Crônicas de Brandão
Publicações anteriores desta Série:
   Crônicas de Brandão - Introdução
   Crônicas de Brandão - 1) O Mico da Lanchonet
e

2 – O Brado Retumbante
 
       A fluência com que Brandão se comunicava na língua inglesa e o conhecimento que tinha da cultura americana eram notáveis. Os americanos com quem convivíamos se surpreendiam quando lhes era informada a nacionalidade brasileira de Brandão. 

       Três fatores contribuíam. O primeiro era o dom natural da verbalização bem estruturada e gramaticalmente perfeita com que sempre se expressava em seu idioma de origem, qualidades retóricas que, quando as temos, normalmente as replicamos em qualquer novo idioma que aprendemos.

        O segundo foi um programa de intercâmbio cultural, de um ano, de que participara, nos Estados Unidos, aos dezesseis anos.

       O terceiro, a meu ver o mais importante, era a força, a frequência vocal ideal, o timbre suave, a dicção perfeita e a impostação de voz marcante com que naturalmente verbalizava harmonicamente seus argumentos e suas histórias.

       O conjunto destes fatores era também a grande motivação para a eloquência e a loquacidade com que Brandão se comunicava. Ele sabia que as pessoas gostavam de ouvi-lo. Brandão roubava a cena em qualquer ambiente onde conversar ou simplesmente falar fosse permitido. Mas ninguém se importava. Ele tinha as credenciais para isso.

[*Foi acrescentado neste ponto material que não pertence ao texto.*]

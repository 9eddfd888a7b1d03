use crate::state::AppState;
use axum::Router;

pub mod handlers;
pub mod model;
pub mod store;

#[cfg(test)]
pub(crate) mod fake;

pub fn router() -> Router<AppState> {
    handlers::user_routes()
}
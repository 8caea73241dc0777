//! Shared error type for persistence collaborators.
//!
//! The crate never talks to a database directly; every durable read or
//! write goes through a store trait (`lifecycle::AccountStore`,
//! `hub::NotificationStore`). Implementations surface their failures
//! through [`StoreError`], which the sweeping and delivery loops treat as
//! transient: log, back off, retry on the next pass.

use thiserror::Error;

/// Failure reported by a store trait implementation.
#[derive(Debug, Clone, Error)]
pub enum StoreError {
    /// The backing store could not be reached at all.
    #[error("store unavailable: {0}")]
    Unavailable(String),

    /// The store was reachable but the operation failed.
    #[error("store query failed: {0}")]
    Query(String),
}

impl StoreError {
    /// Creates an `Unavailable` error from any displayable cause.
    pub fn unavailable(cause: impl std::fmt::Display) -> Self {
        Self::Unavailable(cause.to_string())
    }

    /// Creates a `Query` error from any displayable cause.
    pub fn query(cause: impl std::fmt::Display) -> Self {
        Self::Query(cause.to_string())
    }
}
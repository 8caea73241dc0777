//! Integration tests for the job registry.
//!
//! These tests verify the complete registry workflow including:
//! - Single-flight claims under concurrent submission
//! - Cooperative cancellation and wind-down
//! - Key reuse after terminal runs
//! - Status snapshots across many live runs
//! - Shutdown draining every tracked run

use std::sync::atomic::{AtomicUsize, Ordering};
use std::sync::Arc;
use std::time::Duration;

use stagehand::registry::{JobError, JobRegistry};

// =============================================================================
// Test Helpers
// =============================================================================

/// Polls until the registry reports no live runs, or panics on timeout.
async fn wait_until_drained(registry: &JobRegistry) {
    tokio::time::timeout(Duration::from_secs(2), async {
        while registry.status().count > 0 {
            tokio::time::sleep(Duration::from_millis(5)).await;
        }
    })
    .await
    .expect("registry should drain within timeout");
}

// =============================================================================
// Integration Tests
// =============================================================================

#[tokio::test]
async fn test_concurrent_starts_spawn_exactly_one_run() {
    let registry = JobRegistry::new();
    let executions = Arc::new(AtomicUsize::new(0));
    let accepted = Arc::new(AtomicUsize::new(0));

    // Hammer the same key from many tasks at once; the claim must admit
    // exactly one body.
    let mut handles = Vec::new();
    for _ in 0..16 {
        let registry = registry.clone();
        let executions = Arc::clone(&executions);
        let accepted = Arc::clone(&accepted);
        handles.push(tokio::spawn(async move {
            let started = registry.start("contended", move |cancel| async move {
                executions.fetch_add(1, Ordering::SeqCst);
                cancel.cancelled().await;
                Ok(())
            });
            if started {
                accepted.fetch_add(1, Ordering::SeqCst);
            }
        }));
    }
    for handle in handles {
        handle.await.expect("submitter task should not panic");
    }

    assert_eq!(accepted.load(Ordering::SeqCst), 1);

    registry.cancel("contended").await;
    assert_eq!(executions.load(Ordering::SeqCst), 1);
}

#[tokio::test]
async fn test_cancel_waits_for_cooperative_wind_down() {
    let registry = JobRegistry::new();
    let cleanup_done = Arc::new(AtomicUsize::new(0));

    let cleanup = Arc::clone(&cleanup_done);
    registry.start("slow-wind-down", move |cancel| async move {
        cancel.cancelled().await;
        // Simulate wind-down work after the cancel request
        tokio::time::sleep(Duration::from_millis(50)).await;
        cleanup.fetch_add(1, Ordering::SeqCst);
        Ok(())
    });

    // Let the run reach its cancellation wait
    tokio::time::sleep(Duration::from_millis(10)).await;

    let cancelled = tokio::time::timeout(Duration::from_secs(2), registry.cancel("slow-wind-down"))
        .await
        .expect("cancel should not hang");

    assert!(cancelled);
    // cancel returned only after the body finished its wind-down
    assert_eq!(cleanup_done.load(Ordering::SeqCst), 1);
    assert!(!registry.is_running("slow-wind-down"));
}

#[tokio::test]
async fn test_key_cycles_through_run_cancel_rerun() {
    let registry = JobRegistry::new();
    let executions = Arc::new(AtomicUsize::new(0));

    for _ in 0..3 {
        let exec = Arc::clone(&executions);
        let started = registry.start("cycled", move |cancel| async move {
            exec.fetch_add(1, Ordering::SeqCst);
            cancel.cancelled().await;
            Ok(())
        });
        assert!(started, "key should be free after the previous cancel");

        tokio::time::sleep(Duration::from_millis(10)).await;
        assert!(registry.cancel("cycled").await);
    }

    assert_eq!(executions.load(Ordering::SeqCst), 3);
    wait_until_drained(&registry).await;
}

#[tokio::test]
async fn test_status_tracks_many_live_runs() {
    let registry = JobRegistry::new();

    for i in 0..5 {
        registry.start(format!("run-{}", i), |cancel| async move {
            cancel.cancelled().await;
            Ok(())
        });
    }

    tokio::time::sleep(Duration::from_millis(20)).await;

    let snapshot = registry.status();
    assert_eq!(snapshot.count, 5);
    for i in 0..5 {
        assert!(snapshot.keys.contains(&format!("run-{}", i)));
        assert!(registry.is_running(&format!("run-{}", i)));
    }

    registry.shutdown().await;
    assert_eq!(registry.status().count, 0);
}

#[tokio::test]
async fn test_shutdown_drains_all_runs() {
    let registry = JobRegistry::new();
    let wound_down = Arc::new(AtomicUsize::new(0));

    for i in 0..4 {
        let counter = Arc::clone(&wound_down);
        registry.start(format!("drain-{}", i), move |cancel| async move {
            cancel.cancelled().await;
            counter.fetch_add(1, Ordering::SeqCst);
            Ok(())
        });
    }

    tokio::time::sleep(Duration::from_millis(20)).await;

    tokio::time::timeout(Duration::from_secs(2), registry.shutdown())
        .await
        .expect("shutdown should drain within timeout");

    assert_eq!(wound_down.load(Ordering::SeqCst), 4);
    assert_eq!(registry.status().count, 0);
}

#[tokio::test]
async fn test_failed_and_panicked_runs_free_their_keys() {
    let registry = JobRegistry::new();

    registry.start("fails", |_cancel| async move {
        Err(JobError::new("backend unreachable"))
    });
    registry.start("panics", |_cancel| async move {
        panic!("boom");
    });

    wait_until_drained(&registry).await;

    // Both keys are reusable and the registry itself is unharmed
    assert!(registry.start("fails", |_cancel| async move { Ok(()) }));
    assert!(registry.start("panics", |_cancel| async move { Ok(()) }));
    wait_until_drained(&registry).await;
}

#[tokio::test]
async fn test_is_running_tracks_job_duration() {
    let registry = JobRegistry::new();

    registry.start("timed", |_cancel| async move {
        tokio::time::sleep(Duration::from_millis(100)).await;
        Ok(())
    });

    assert!(registry.is_running("timed"));

    tokio::time::sleep(Duration::from_millis(150)).await;
    assert!(!registry.is_running("timed"));
}

#[tokio::test]
async fn test_independent_keys_run_concurrently() {
    let registry = JobRegistry::new();
    let running = Arc::new(AtomicUsize::new(0));

    for i in 0..3 {
        let counter = Arc::clone(&running);
        registry.start(format!("parallel-{}", i), move |cancel| async move {
            counter.fetch_add(1, Ordering::SeqCst);
            cancel.cancelled().await;
            Ok(())
        });
    }

    tokio::time::timeout(Duration::from_secs(2), async {
        while running.load(Ordering::SeqCst) < 3 {
            tokio::time::sleep(Duration::from_millis(5)).await;
        }
    })
    .await
    .expect("all three runs should start concurrently");

    registry.shutdown().await;
}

       Mas, naquela manhã, quando o grupo se reuniu pela primeira vez em sala de aula, antes do evento constrangedor no restaurante, eu ainda não conhecia Brandão. E foi ali, e naquele momento, que o grupo de alunos estrangeiros, no qual eu me incluía, a maioria com um Inglês sofrível e quase nenhum conhecimento da cultura local, presenciou pela primeira vez as qualidades verbais de Brandão.

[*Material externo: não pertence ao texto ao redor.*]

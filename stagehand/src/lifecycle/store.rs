//! Account store trait and the in-memory reference implementation.
//!
//! The sweep never mutates records directly; every transition goes
//! through a conditional update on the store, which reports via its
//! boolean return whether this caller actually performed the change.
//! That is the whole duplicate-suppression story: a second sweeper (or
//! a re-run after a crash) sees `false` and does nothing more.

use std::collections::HashMap;
use std::future::Future;
use std::sync::{Mutex, MutexGuard};

use chrono::{DateTime, Duration, Utc};

use super::record::{AccountRecord, AccountState};
use crate::store::StoreError;

/// Persistence seam for account lifecycle state.
///
/// Implementations are expected to make `mark_deleted` and
/// `mark_reminder_sent` conditional updates (compare-and-set on the
/// guarding field), returning `Ok(false)` when no row matched.
pub trait AccountStore: Send + Sync + 'static {
    /// Returns accounts whose terminal transition is due.
    ///
    /// Matches `state == PendingDeletion && delete_after <= now`.
    fn find_due_deletions(
        &self,
        now: DateTime<Utc>,
    ) -> impl Future<Output = Result<Vec<AccountRecord>, StoreError>> + Send;

    /// Returns accounts whose reminder is due.
    ///
    /// Matches `state == PendingDeletion && !reminder_sent &&
    /// delete_after <= now + window`.
    fn find_due_reminders(
        &self,
        now: DateTime<Utc>,
        window: Duration,
    ) -> impl Future<Output = Result<Vec<AccountRecord>, StoreError>> + Send;

    /// Marks the account `Deleted`, guarded by `state == PendingDeletion`.
    ///
    /// Returns `Ok(true)` iff this call performed the transition.
    fn mark_deleted(&self, id: &str) -> impl Future<Output = Result<bool, StoreError>> + Send;

    /// Sets the reminder flag, guarded by `reminder_sent == false`.
    ///
    /// Returns `Ok(true)` iff this call set the flag.
    fn mark_reminder_sent(&self, id: &str)
        -> impl Future<Output = Result<bool, StoreError>> + Send;
}

/// In-memory [`AccountStore`] for tests and embedders without a database.
///
/// A mutexed map stands in for the real backend; the conditional-update
/// contract is the same one a SQL implementation gets from a guarded
/// `UPDATE ... WHERE` row count.
#[derive(Default)]
pub struct MemoryAccountStore {
    accounts: Mutex<HashMap<String, AccountRecord>>,
}

impl MemoryAccountStore {
    /// Creates an empty store.
    pub fn new() -> Self {
        Self::default()
    }

    /// Inserts or replaces a record.
    pub fn insert(&self, record: AccountRecord) {
        if let Ok(mut accounts) = self.accounts.lock() {
            accounts.insert(record.id.clone(), record);
        }
    }

    /// Returns a copy of the record for the given id.
    pub fn get(&self, id: &str) -> Option<AccountRecord> {
        self.accounts.lock().ok()?.get(id).cloned()
    }

    fn lock(&self) -> Result<MutexGuard<'_, HashMap<String, AccountRecord>>, StoreError> {
        self.accounts
            .lock()
            .map_err(|_| StoreError::Unavailable("account store mutex poisoned".to_string()))
    }
}

impl AccountStore for MemoryAccountStore {
    async fn find_due_deletions(
        &self,
        now: DateTime<Utc>,
    ) -> Result<Vec<AccountRecord>, StoreError> {
        let accounts = self.lock()?;
        Ok(accounts
            .values()
            .filter(|record| record.deletion_due(now))
            .cloned()
            .collect())
    }

    async fn find_due_reminders(
        &self,
        now: DateTime<Utc>,
        window: Duration,
    ) -> Result<Vec<AccountRecord>, StoreError> {
        let cutoff = now + window;
        let accounts = self.lock()?;
        Ok(accounts
            .values()
            .filter(|record| {
                record.state == AccountState::PendingDeletion
                    && !record.reminder_sent
                    && record.delete_after <= cutoff
            })
            .cloned()
            .collect())
    }

    async fn mark_deleted(&self, id: &str) -> Result<bool, StoreError> {
        let mut accounts = self.lock()?;
        match accounts.get_mut(id) {
            Some(record) if record.state == AccountState::PendingDeletion => {
                record.state = AccountState::Deleted;
                Ok(true)
            }
            _ => Ok(false),
        }
    }

    async fn mark_reminder_sent(&self, id: &str) -> Result<bool, StoreError> {
        let mut accounts = self.lock()?;
        match accounts.get_mut(id) {
            Some(record) if !record.reminder_sent => {
                record.reminder_sent = true;
                Ok(true)
            }
            _ => Ok(false),
        }
    }
}
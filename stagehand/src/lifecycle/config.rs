//! Sweep timing configuration.

use chrono::{DateTime, Utc};
use std::time::Duration;

/// Default interval between sweep passes (1 hour).
pub const DEFAULT_SWEEP_INTERVAL_SECS: u64 = 3_600;

/// Default shortened interval after a failed pass (5 minutes).
pub const DEFAULT_ERROR_BACKOFF_SECS: u64 = 300;

/// Default reminder window before the deadline (2 days).
pub const DEFAULT_REMINDER_WINDOW_SECS: u64 = 2 * 24 * 3_600;

/// Default grace period between deletion request and deadline (7 days).
pub const DEFAULT_GRACE_PERIOD_SECS: u64 = 7 * 24 * 3_600;

/// Timing knobs for the deletion sweep.
///
/// The reminder window is forward-looking: a reminder fires once the
/// remaining time until `delete_after` drops to the window or less.
#[derive(Debug, Clone)]
pub struct SweepConfig {
    /// Interval between sweep passes.
    pub sweep_interval: Duration,

    /// Interval used instead after a pass fails.
    pub error_backoff: Duration,

    /// How long before the deadline the reminder goes out.
    pub reminder_window: Duration,

    /// How long a deletion request waits before becoming sweep-eligible.
    pub grace_period: Duration,
}

impl Default for SweepConfig {
    fn default() -> Self {
        Self {
            sweep_interval: Duration::from_secs(DEFAULT_SWEEP_INTERVAL_SECS),
            error_backoff: Duration::from_secs(DEFAULT_ERROR_BACKOFF_SECS),
            reminder_window: Duration::from_secs(DEFAULT_REMINDER_WINDOW_SECS),
            grace_period: Duration::from_secs(DEFAULT_GRACE_PERIOD_SECS),
        }
    }
}

impl SweepConfig {
    /// Sets a custom sweep interval.
    pub fn with_sweep_interval(mut self, interval: Duration) -> Self {
        self.sweep_interval = interval;
        self
    }

    /// Sets a custom error backoff interval.
    pub fn with_error_backoff(mut self, backoff: Duration) -> Self {
        self.error_backoff = backoff;
        self
    }

    /// Sets a custom reminder window.
    pub fn with_reminder_window(mut self, window: Duration) -> Self {
        self.reminder_window = window;
        self
    }

    /// Sets a custom grace period.
    pub fn with_grace_period(mut self, grace: Duration) -> Self {
        self.grace_period = grace;
        self
    }

    /// Computes the deletion deadline for a request made at `requested_at`.
    ///
    /// Hosts use this when flipping an account to `PendingDeletion` so
    /// the stored deadline and the sweep's grace period stay consistent.
    pub fn deletion_deadline(&self, requested_at: DateTime<Utc>) -> DateTime<Utc> {
        requested_at + chrono::Duration::seconds(self.grace_period.as_secs() as i64)
    }

    /// Returns the reminder window as a chrono duration for store queries.
    pub fn reminder_window_chrono(&self) -> chrono::Duration {
        chrono::Duration::seconds(self.reminder_window.as_secs() as i64)
    }
}
//! Account record and lifecycle state.

use chrono::{DateTime, Utc};
use std::fmt;

/// Lifecycle state of an account.
///
/// States only ever advance (`Active → PendingDeletion → Deleted`);
/// nothing in this crate moves a record backwards. Reinstating a pending
/// account is a host concern and happens outside the sweep.
#[derive(Clone, Copy, Debug, PartialEq, Eq)]
pub enum AccountState {
    /// Normal account, invisible to the sweep.
    Active,

    /// Deletion requested; erased once `delete_after` passes.
    PendingDeletion,

    /// Terminal. The account's data has been erased.
    Deleted,
}

impl fmt::Display for AccountState {
    fn fmt(&self, f: &mut fmt::Formatter<'_>) -> fmt::Result {
        match self {
            Self::Active => write!(f, "Active"),
            Self::PendingDeletion => write!(f, "PendingDeletion"),
            Self::Deleted => write!(f, "Deleted"),
        }
    }
}

/// An account as seen by the sweep, loaded through [`AccountStore`].
///
/// The reminder flag is a sub-state parallel to the main transition: it
/// gates the one-shot "your account will be deleted soon" side effect
/// and is cleared by the host if the user postpones deletion.
///
/// [`AccountStore`]: super::AccountStore
#[derive(Clone, Debug, PartialEq)]
pub struct AccountRecord {
    /// Account id, the subject identity used across the platform.
    pub id: String,

    /// Current lifecycle state.
    pub state: AccountState,

    /// Deadline after which the terminal transition fires.
    pub delete_after: DateTime<Utc>,

    /// True once the pre-deletion reminder went out.
    pub reminder_sent: bool,

    /// Contact target for outbound side effects.
    pub email: String,
}

impl AccountRecord {
    /// Creates a record already scheduled for deletion.
    pub fn pending_deletion(
        id: impl Into<String>,
        email: impl Into<String>,
        delete_after: DateTime<Utc>,
    ) -> Self {
        Self {
            id: id.into(),
            state: AccountState::PendingDeletion,
            delete_after,
            reminder_sent: false,
            email: email.into(),
        }
    }

    /// Returns true if the terminal transition is due at `now`.
    pub fn deletion_due(&self, now: DateTime<Utc>) -> bool {
        self.state == AccountState::PendingDeletion && self.delete_after <= now
    }
}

       As assertivas sobre os costumes sociais dos americanos e o comportamento correspondente que esperavam uns dos outros eram entremeadas pelos palestrantes com perguntas sobre costumes análogos existentes nos países de origem de cada integrante do grupo. 

       
A interação grupo-palestrantes se dava com evidente desvantagem para o grupo que, por mais boa vontade que tivesse, não conseguia se expressar de forma a manter uma conversação leve e fluida. As frases eram truncadas, cheia de erros, o que obrigava os palestrantes a colocar muitas palavras na boca de alguns para que pudessem concluir seus pensamentos.       
       Eis que, de repente, um vozeirão firme, convicto, fluente, intimidador emergiu do centro da sala para interpretar uma questão que o palestrante estava pondo em discussão. Foram quase dez minutos de um discurso eloquente que, com clareza e riqueza de detalhes expôs, majestosamente, as razões de muitos julgamentos precipitados que os americanos faziam do comportamento de cidadãos latinos, na maioria das vezes bem-intencionados.

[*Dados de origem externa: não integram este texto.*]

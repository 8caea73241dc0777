//! Integration tests for the deletion sweeper.
//!
//! These tests verify the complete lifecycle workflow including:
//! - Mixed batches advancing correctly in one pass
//! - Reminder send-once semantics across many passes
//! - The background loop wired to real collaborators
//! - Reminders surfacing live through the push hub

use std::sync::{Arc, Mutex};
use std::time::Duration;

use chrono::Utc;
use stagehand::hub::{
    MemoryNotificationStore, NotificationSink, PushChannel, PushHub, StaticTokenVerifier,
};
use stagehand::lifecycle::{
    AccountEraser, AccountRecord, AccountState, DeletionSweeper, DispatchError, Dispatcher,
    EffectKind, EraseError, MemoryAccountStore, SweepConfig,
};

// =============================================================================
// Test Helpers
// =============================================================================

/// Eraser recording every purged account id.
#[derive(Default)]
struct RecordingEraser {
    erased: Mutex<Vec<String>>,
}

impl RecordingEraser {
    fn erased(&self) -> Vec<String> {
        self.erased.lock().unwrap().clone()
    }
}

impl AccountEraser for RecordingEraser {
    async fn erase(&self, record: &AccountRecord) -> Result<(), EraseError> {
        self.erased.lock().unwrap().push(record.id.clone());
        Ok(())
    }
}

/// Dispatcher recording every reminder target.
#[derive(Default)]
struct RecordingDispatcher {
    sent: Mutex<Vec<String>>,
}

impl RecordingDispatcher {
    fn sent(&self) -> Vec<String> {
        self.sent.lock().unwrap().clone()
    }
}

impl Dispatcher for RecordingDispatcher {
    async fn send(
        &self,
        _kind: EffectKind,
        target: &str,
        params: serde_json::Value,
    ) -> Result<(), DispatchError> {
        assert!(params["days_left"].is_i64(), "params carry days_left");
        self.sent.lock().unwrap().push(target.to_string());
        Ok(())
    }
}

/// Channel collecting every frame it is handed.
#[derive(Default)]
struct CollectingChannel {
    frames: Mutex<Vec<String>>,
}

impl CollectingChannel {
    fn frames(&self) -> Vec<String> {
        self.frames.lock().unwrap().clone()
    }
}

impl PushChannel for CollectingChannel {
    fn send(
        &self,
        text: String,
    ) -> std::pin::Pin<
        Box<dyn std::future::Future<Output = Result<(), stagehand::hub::ChannelError>> + Send + '_>,
    > {
        Box::pin(async move {
            self.frames.lock().unwrap().push(text);
            Ok(())
        })
    }

    fn close(
        &self,
        _code: u16,
        _reason: String,
    ) -> std::pin::Pin<Box<dyn std::future::Future<Output = ()> + Send + '_>> {
        Box::pin(async {})
    }
}

// =============================================================================
// Integration Tests
// =============================================================================

#[tokio::test]
async fn test_sweep_advances_mixed_batch_in_one_pass() {
    let store = Arc::new(MemoryAccountStore::new());
    let eraser = Arc::new(RecordingEraser::default());
    let dispatcher = Arc::new(RecordingDispatcher::default());

    let now = Utc::now();
    // Past deadline: erased and deleted
    store.insert(AccountRecord::pending_deletion(
        "overdue",
        "overdue@example.com",
        now - chrono::Duration::hours(2),
    ));
    // Inside the two-day window: reminded
    store.insert(AccountRecord::pending_deletion(
        "soon",
        "soon@example.com",
        now + chrono::Duration::hours(30),
    ));
    // Outside the window: untouched
    store.insert(AccountRecord::pending_deletion(
        "later",
        "later@example.com",
        now + chrono::Duration::days(6),
    ));
    // Already reminded: not reminded again
    let mut nagged = AccountRecord::pending_deletion(
        "nagged",
        "nagged@example.com",
        now + chrono::Duration::hours(30),
    );
    nagged.reminder_sent = true;
    store.insert(nagged);

    let sweeper = DeletionSweeper::new(
        Arc::clone(&store),
        Arc::clone(&eraser),
        Arc::clone(&dispatcher),
        SweepConfig::default(),
    );

    let stats = sweeper.sweep_once().await.unwrap();

    assert_eq!(stats.deleted, 1);
    assert_eq!(stats.reminded, 1);
    assert_eq!(eraser.erased(), vec!["overdue".to_string()]);
    assert_eq!(dispatcher.sent(), vec!["soon@example.com".to_string()]);

    assert_eq!(store.get("overdue").unwrap().state, AccountState::Deleted);
    assert!(store.get("soon").unwrap().reminder_sent);
    assert!(!store.get("later").unwrap().reminder_sent);

    // Second pass finds nothing left to do
    let stats = sweeper.sweep_once().await.unwrap();
    assert_eq!(stats.deleted, 0);
    assert_eq!(stats.reminded, 0);
}

#[tokio::test]
async fn test_reminded_account_is_still_deleted_at_deadline() {
    let store = Arc::new(MemoryAccountStore::new());
    let eraser = Arc::new(RecordingEraser::default());
    let dispatcher = Arc::new(RecordingDispatcher::default());

    let now = Utc::now();
    store.insert(AccountRecord::pending_deletion(
        "acct-1",
        "one@example.com",
        now + chrono::Duration::hours(12),
    ));

    let sweeper = DeletionSweeper::new(
        Arc::clone(&store),
        eraser,
        Arc::clone(&dispatcher),
        SweepConfig::default(),
    );

    let stats = sweeper.sweep_once().await.unwrap();
    assert_eq!(stats.reminded, 1);

    // Deadline passes
    let mut record = store.get("acct-1").unwrap();
    record.delete_after = now - chrono::Duration::minutes(1);
    store.insert(record);

    let stats = sweeper.sweep_once().await.unwrap();
    assert_eq!(stats.deleted, 1);
    assert_eq!(store.get("acct-1").unwrap().state, AccountState::Deleted);
    // The reminder was never repeated along the way
    assert_eq!(dispatcher.sent().len(), 1);
}

#[tokio::test]
async fn test_racing_sweeps_transition_exactly_once() {
    let store = Arc::new(MemoryAccountStore::new());
    let eraser = Arc::new(RecordingEraser::default());
    let dispatcher = Arc::new(RecordingDispatcher::default());

    store.insert(AccountRecord::pending_deletion(
        "contested",
        "contested@example.com",
        Utc::now() - chrono::Duration::hours(1),
    ));

    let sweeper = Arc::new(DeletionSweeper::new(
        Arc::clone(&store),
        eraser,
        dispatcher,
        SweepConfig::default(),
    ));

    // Two passes racing over the same record: the conditional update
    // lets only one of them claim the transition
    let a = Arc::clone(&sweeper);
    let b = Arc::clone(&sweeper);
    let (stats_a, stats_b) = tokio::join!(a.sweep_once(), b.sweep_once());
    let total = stats_a.unwrap().deleted + stats_b.unwrap().deleted;

    assert_eq!(total, 1);
    assert_eq!(store.get("contested").unwrap().state, AccountState::Deleted);
}

#[tokio::test]
async fn test_loop_sweeps_repeatedly_until_stopped() {
    let store = Arc::new(MemoryAccountStore::new());
    let eraser = Arc::new(RecordingEraser::default());
    let dispatcher = Arc::new(RecordingDispatcher::default());

    let config = SweepConfig::default().with_sweep_interval(Duration::from_millis(20));
    let sweeper = DeletionSweeper::new(
        Arc::clone(&store),
        Arc::clone(&eraser),
        dispatcher,
        config,
    );

    sweeper.start().await;

    // Insert after start; a later pass must pick it up
    tokio::time::sleep(Duration::from_millis(30)).await;
    store.insert(AccountRecord::pending_deletion(
        "late-arrival",
        "late@example.com",
        Utc::now() - chrono::Duration::hours(1),
    ));

    tokio::time::timeout(Duration::from_secs(2), async {
        loop {
            if let Some(record) = store.get("late-arrival") {
                if record.state == AccountState::Deleted {
                    break;
                }
            }
            tokio::time::sleep(Duration::from_millis(10)).await;
        }
    })
    .await
    .expect("loop should pick up the late arrival");

    sweeper.stop().await;

    // No further passes after stop
    let erased_at_stop = eraser.erased().len();
    store.insert(AccountRecord::pending_deletion(
        "after-stop",
        "after@example.com",
        Utc::now() - chrono::Duration::hours(1),
    ));
    tokio::time::sleep(Duration::from_millis(60)).await;
    assert_eq!(eraser.erased().len(), erased_at_stop);
}

#[tokio::test]
async fn test_reminder_surfaces_live_through_push_hub() {
    let account_store = Arc::new(MemoryAccountStore::new());
    let eraser = Arc::new(RecordingEraser::default());
    let dispatcher = Arc::new(RecordingDispatcher::default());

    // Real hub with the account's client connected
    let verifier = Arc::new(StaticTokenVerifier::new());
    verifier.insert("tok", "acct-1");
    let notification_store = Arc::new(MemoryNotificationStore::new());
    let hub = Arc::new(PushHub::new(verifier, Arc::clone(&notification_store)));

    let channel = Arc::new(CollectingChannel::default());
    hub.register("tok", Arc::clone(&channel) as Arc<dyn PushChannel>)
        .await
        .unwrap();

    account_store.insert(AccountRecord::pending_deletion(
        "acct-1",
        "one@example.com",
        Utc::now() + chrono::Duration::hours(30),
    ));

    let sweeper = DeletionSweeper::new(
        account_store,
        eraser,
        dispatcher,
        SweepConfig::default(),
    )
    .with_notifications(Arc::clone(&hub) as Arc<dyn NotificationSink>);

    let stats = sweeper.sweep_once().await.unwrap();
    assert_eq!(stats.reminded, 1);

    // Welcome on connect, then the live reminder
    let frames = channel.frames();
    assert_eq!(frames.len(), 2);
    assert!(frames[1].contains("\"deletion_reminder\""));

    // Durable copy alongside the live one
    let history = notification_store.for_subject("acct-1");
    assert_eq!(history.len(), 2);
    assert_eq!(history[1].kind, "deletion_reminder");
}

#[tokio::test]
async fn test_start_stop_cycles_are_clean() {
    let store = Arc::new(MemoryAccountStore::new());
    let eraser = Arc::new(RecordingEraser::default());
    let dispatcher = Arc::new(RecordingDispatcher::default());

    let config = SweepConfig::default().with_sweep_interval(Duration::from_millis(20));
    let sweeper = DeletionSweeper::new(store, eraser, dispatcher, config);

    for _ in 0..3 {
        sweeper.start().await;
        tokio::time::sleep(Duration::from_millis(30)).await;
        sweeper.stop().await;
    }
}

       Se a consciência da precariedade em que a condição de estrangeiro me colocava já me fazia sentir tão inferior quanto um patinho feio, o brado retumbante de afinidade com o país anfitrião, em inglês perfeito, vindo de Brandão, um brasileiro como eu, me transformou em uma pulga.  E eu não era a única pulga no recinto. Pareceu-me que era este mesmo o intento daquele jovem de vinte e cinco anos: o de agigantar-se sobre os demais, projetar seu ego para atrair a atenção do grupo para seus dotes pessoais. Foi o que eu lhe disse tempos depois, quando a força de nossa amizade já me autorizava 

       
Mas não. Brandão apenas exercia seus dotes com galhardia e naturalidade. Para parecer humilde teria que recolher-se, negar a si próprio uma dádiva que durante a vida lhe foi tão útil para servir a tantas pessoas.